There were several bank accounts held jointly with a right of survivorship by the deceased and his two sons prior to death and which still existed on the date of death. The value of the joint bank accounts was over $1million.
The judgment of Ricchetti J., states that there is no dispute that the joint bank accounts were held jointly with a right of survivorship. It is admitted Wayne Sawdon was a joint account holder in all of the joint bank accounts. It is also admitted that Stephen Sawdon was a third joint holder on at least five of the joint bank accounts. The only dispute is whether Stephen Sawdon was also a joint account holder on all seven of the joint bank accounts. Ricchetti J., was satisfied that both Wayne and Stephen Sawdon were joint bank account holders along with the deceased on all of the joint bank accounts.
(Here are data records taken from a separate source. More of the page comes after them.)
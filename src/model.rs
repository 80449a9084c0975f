//! Per-language n-gram models.
//!
//! [`ModelFile`] is the on-disk shape, [`LanguageModel`] the validated,
//! smoothed form the scorer reads, and [`ModelStore`] the lazy cache that
//! turns the first into the second at most once per language.

pub mod file;
pub mod source;
pub mod store;

pub use file::{FORMAT_VERSION, ModelFile, OrderTable};
pub use source::{EmbeddedModels, ModelDirectory, ModelSource};
pub use store::ModelStore;

use crate::{
    lang::Language,
    text::{MAX_ORDER, ORDERS},
};
use rustc_hash::{FxHashMap, FxHashSet};
use std::{io, path::PathBuf};
use thiserror::Error;

/// Pseudo-vocabulary size for additive smoothing. Every order's denominator
/// is at least `total + PSEUDO_VOCABULARY`, so floors stay comparable across
/// models whose tables differ in size.
pub const PSEUDO_VOCABULARY: u64 = 1000;

#[derive(Debug, Error)]
pub enum ModelError {
    #[error("model asset `{0}` does not exist")]
    Missing(String),

    #[error("cannot read {}: {source}", path.display())]
    Io {
        path: PathBuf,
        #[source]
        source: io::Error,
    },

    #[error("malformed model JSON: {0}")]
    Parse(#[from] serde_json::Error),

    #[error("model format version {found} is not supported (expected {})", FORMAT_VERSION)]
    Version { found: u32 },

    #[error("model is tagged `{found}` but `{expected}` was requested")]
    LanguageMismatch { expected: &'static str, found: String },

    #[error("corrupt model: {0}")]
    Corrupt(String),
}

#[derive(Debug)]
struct OrderModel {
    ln_probs: FxHashMap<Box<str>, f64>,
    ln_floor: f64,
}

/// Smoothed natural-log probabilities for one language, orders 1..=5.
#[derive(Debug)]
pub struct LanguageModel {
    language: Language,
    orders: [Option<OrderModel>; MAX_ORDER],
}

impl LanguageModel {
    /// Validate a parsed model file and precompute its log-probabilities.
    pub fn from_file(language: Language, file: ModelFile) -> Result<Self, ModelError> {
        if file.version != FORMAT_VERSION {
            return Err(ModelError::Version { found: file.version });
        }
        if file.language != language.iso_code_639_3() {
            return Err(ModelError::LanguageMismatch {
                expected: language.iso_code_639_3(),
                found: file.language,
            });
        }

        let mut orders: [Option<OrderModel>; MAX_ORDER] = Default::default();
        for table in file.orders {
            let order = table.order;
            if !ORDERS.contains(&order) {
                return Err(ModelError::Corrupt(format!("order {order} is out of range")));
            }
            let slot = &mut orders[order - 1];
            if slot.is_some() {
                return Err(ModelError::Corrupt(format!("order {order} is listed twice")));
            }
            *slot = Some(OrderModel::from_table(table)?);
        }

        Ok(Self { language, orders })
    }

    #[inline]
    pub fn language(&self) -> Language {
        self.language
    }

    /// `ln p(ngram)` under the smoothed distribution of `order`.
    ///
    /// Unseen n-grams get the order's floor; an order the model lacks gets
    /// `ln(1 / PSEUDO_VOCABULARY)`.
    #[inline]
    pub fn log_probability(&self, order: usize, ngram: &str) -> f64 {
        match order.checked_sub(1).and_then(|i| self.orders.get(i)) {
            Some(Some(table)) => table.ln_probs.get(ngram).copied().unwrap_or(table.ln_floor),
            _ => -(PSEUDO_VOCABULARY as f64).ln(),
        }
    }

    pub fn has_order(&self, order: usize) -> bool {
        matches!(order.checked_sub(1).and_then(|i| self.orders.get(i)), Some(Some(_)))
    }

    /// Distinct n-grams across all orders.
    pub fn ngram_count(&self) -> usize {
        self.orders
            .iter()
            .flatten()
            .map(|t| t.ln_probs.len())
            .sum()
    }
}

impl OrderModel {
    fn from_table(table: OrderTable) -> Result<Self, ModelError> {
        let order = table.order;
        let mut counted = 0u64;
        let mut seen = FxHashSet::default();
        let mut raw: Vec<(&str, u64)> = Vec::new();

        for (&count, grams) in &table.ngrams {
            if count == 0 {
                return Err(ModelError::Corrupt(format!("order {order} lists a zero count")));
            }
            for gram in grams.split(' ').filter(|g| !g.is_empty()) {
                if gram.chars().count() != order {
                    return Err(ModelError::Corrupt(format!(
                        "`{gram}` does not have {order} characters"
                    )));
                }
                if !seen.insert(gram) {
                    return Err(ModelError::Corrupt(format!("`{gram}` is listed twice")));
                }
                counted = counted.saturating_add(count);
                raw.push((gram, count));
            }
        }
        if counted > table.total {
            return Err(ModelError::Corrupt(format!(
                "order {order} counts {counted} occurrences but its total is {}",
                table.total
            )));
        }

        let vocabulary = raw.len() as u64 + 1;
        let denominator = table.total.saturating_add(vocabulary.max(PSEUDO_VOCABULARY)) as f64;
        let ln_denominator = denominator.ln();
        let ln_probs = raw
            .into_iter()
            .map(|(gram, count)| (Box::from(gram), (count as f64 + 1.0).ln() - ln_denominator))
            .collect();

        Ok(Self {
            ln_probs,
            ln_floor: -ln_denominator,
        })
    }
}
Ricchetti J., makes the following legal analysis:
 The legal concepts relating to joint bank accounts was succinctly set out in Water's Law of Trusts in Canada (3ed) at pages 401 and 404:
A bank account gives rise to a chose in action against the bank. The banker is a debtor of the account holder, and the limit of the banker's obligation is the balance standing to the credit of the account at the time of the account holder's demand for payment. A joint account comes into being when an account at a bank is opened in the names of two or more persons. When the account is in joint names, both account holders are entitled to demand payment from the bank, and the agreement signed by both of them when the account is opened enables the bank to discharge its obligation by paying either account holder. The rights of the account holders against the bank stem from their joint legal title to the chose in action, and the demand upon the banker which it permits.(page 401)
The legal effect of this action, as commonly understood, is that, while the bank and the account holders stand respectively in the position of debtor and creditor, each of the account holders has a legal title to the moneys in the account. (page 401)
The opening of a joint account gives each account holder a legal interest in the moneys credited to the account at any one time, and the right of survivorship arises by operation of law as part of the legal concept of joint tenancy. But whether the survivor may take the balance depends upon whether the deceased intended to make such a gift of his share. (page 404).
 The most recent pronouncement on a survivors entitlement to the monies in joint bank accounts is the Supreme Court's decision in Pecore v. Pecore, 2007 SCC 17 (CanLII). The court stated:
2. Depending on the terms of the agreement between the bank and the two joint account holders, each may have the legal right to withdraw any or all funds from the accounts at any time and each may have a right of survivorship. If only one of the joint account holders is paying into the account and he or she dies first, it raises questions about whether he or she intended to have the funds in the joint account go to the other joint account holder alone or to have those funds distributed according to his or her will. How to answer this question is the subject of this appeal.
3. In the present case, an ageing father gratuitously placed his mutual funds, bank account and income trusts in joint accounts with his daughter, who was one of his adult children. The father alone deposited funds into the accounts. Upon his death, a balance remained in the accounts.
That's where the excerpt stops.